_Your task_
Show all the lines in the data below that include the word "list".
+ + + + +
//! SlideShot CLI
//!
//! Captures every slide in the working directory (or the files given on the
//! command line) through headless Chrome.

use anyhow::Context;
use clap::Parser;
use slideshot::browser::ChromeLauncher;
use slideshot::config::{parse_quality, parse_scale, ConfigOverrides, ImageFormat, SlideshotConfig};
use slideshot::error::{render_chain, ConfigError};
use std::path::PathBuf;
use std::process::ExitCode;
use std::time::Duration;

const EXAMPLES: &str = "\
Examples:
  slideshot -s 2                      # scan *.html, export 2x PNG
  slideshot -s 2 --out-ext jpg -q 85
  slideshot -b file:// 1.html 2.html
  slideshot --referer https://example.com/

Environment (used when the matching flag is absent):
  BASE, SCALE, REFERER, OUT_EXT, QUALITY";

/// SlideShot - crop-accurate screenshots of HTML slides
#[derive(Parser, Debug)]
#[command(name = "slideshot")]
#[command(version)]
#[command(about = "Crop-accurate screenshots of HTML slides via headless Chrome")]
#[command(after_help = EXAMPLES)]
struct Args {
    /// Slide files to capture (default: scan the working directory with --pattern)
    files: Vec<String>,

    /// Base URL, http(s) or file:// [default: http://localhost:8000/]
    #[arg(short, long)]
    base: Option<String>,

    /// Device scale factor, 2 for sharper output [default: 1]
    #[arg(short, long, value_parser = scale_arg)]
    scale: Option<f64>,

    /// Referer header for hotlink-protected assets
    #[arg(long, visible_alias = "ref")]
    referer: Option<String>,

    /// Output format: png, jpg or jpeg [default: png]
    #[arg(long = "out-ext", visible_alias = "ext", value_parser = format_arg)]
    out_ext: Option<ImageFormat>,

    /// JPEG quality 0-100, ignored for PNG [default: 90]
    #[arg(short, long, value_parser = quality_arg)]
    quality: Option<u8>,

    /// File pattern: *.ext or a comma-separated list [default: *.html]
    #[arg(short, long)]
    pattern: Option<String>,

    /// Crop target selector, falls back to body [default: .slide]
    #[arg(short = 'c', long)]
    selector: Option<String>,

    /// Print the files and settings without capturing
    #[arg(long)]
    dry_run: bool,

    /// Cookie list (JSON array) injected before navigation [default: cookies.json]
    #[arg(long, value_name = "PATH")]
    cookies: Option<PathBuf>,

    /// Directory for output images [default: working directory]
    #[arg(long, value_name = "DIR")]
    out_dir: Option<PathBuf>,

    /// Path to Chrome/Chromium executable
    #[arg(long)]
    chrome_path: Option<String>,

    /// Launch Chrome without its sandbox (containers, CI)
    #[arg(long)]
    no_sandbox: bool,

    /// Seconds to wait for images and fonts, 0 waits forever [default: 60]
    #[arg(long, value_name = "SECS")]
    asset_timeout: Option<u64>,

    /// Enable verbose logging
    #[arg(short, long)]
    verbose: bool,
}

impl Args {
    fn overrides(self) -> ConfigOverrides {
        ConfigOverrides {
            base: self.base,
            scale: self.scale,
            referer: self.referer,
            format: self.out_ext,
            quality: self.quality,
            pattern: self.pattern,
            selector: self.selector,
            dry_run: self.dry_run,
            files: self.files,
            cookies_path: self.cookies,
            out_dir: self.out_dir,
            asset_timeout: self.asset_timeout.map(Duration::from_secs),
            chrome_path: self.chrome_path,
            no_sandbox: self.no_sandbox,
        }
    }
}

fn scale_arg(raw: &str) -> Result<f64, String> {
    parse_scale("--scale", raw).map_err(|e| e.to_string())
}

fn quality_arg(raw: &str) -> Result<u8, String> {
    parse_quality("--quality", raw).map_err(|e| e.to_string())
}

fn format_arg(raw: &str) -> Result<ImageFormat, ConfigError> {
    raw.parse()
}

#[tokio::main]
async fn main() -> ExitCode {
    let args = Args::parse();

    // Initialize tracing
    let filter = if args.verbose {
        "warn,slideshot=debug"
    } else {
        "warn,slideshot=info"
    };

    let env_filter = tracing_subscriber::EnvFilter::try_from_default_env()
        .unwrap_or_else(|_| tracing_subscriber::EnvFilter::new(filter));

    tracing_subscriber::fmt()
        .with_env_filter(env_filter)
        .with_writer(std::io::stderr)
        .init();

    match execute(args).await {
        Ok(()) => ExitCode::SUCCESS,
        Err(e) => {
            eprintln!("Run failed: {}", render_chain(&*e));
            ExitCode::FAILURE
        }
    }
}

async fn execute(args: Args) -> anyhow::Result<()> {
    let config = SlideshotConfig::from_env_with(args.overrides())
        .context("invalid BASE/SCALE/REFERER/OUT_EXT/QUALITY environment")?;

    tracing::debug!("Resolved configuration: {:?}", config);

    let report = slideshot::run(&config, &ChromeLauncher)
        .await
        .context("slide capture failed")?;

    if report.dry_run && !report.files.is_empty() {
        println!("[Dry Run] Would process:");
        for file in &report.files {
            println!(" - {}", file);
        }
        println!("Config: {}", config.summary());
    }

    Ok(())
}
+ + + + +
_Response to the exercise_
    /// File pattern: *.ext or a comma-separated list [default: *.html]
    /// Cookie list (JSON array) injected before navigation [default: cookies.json]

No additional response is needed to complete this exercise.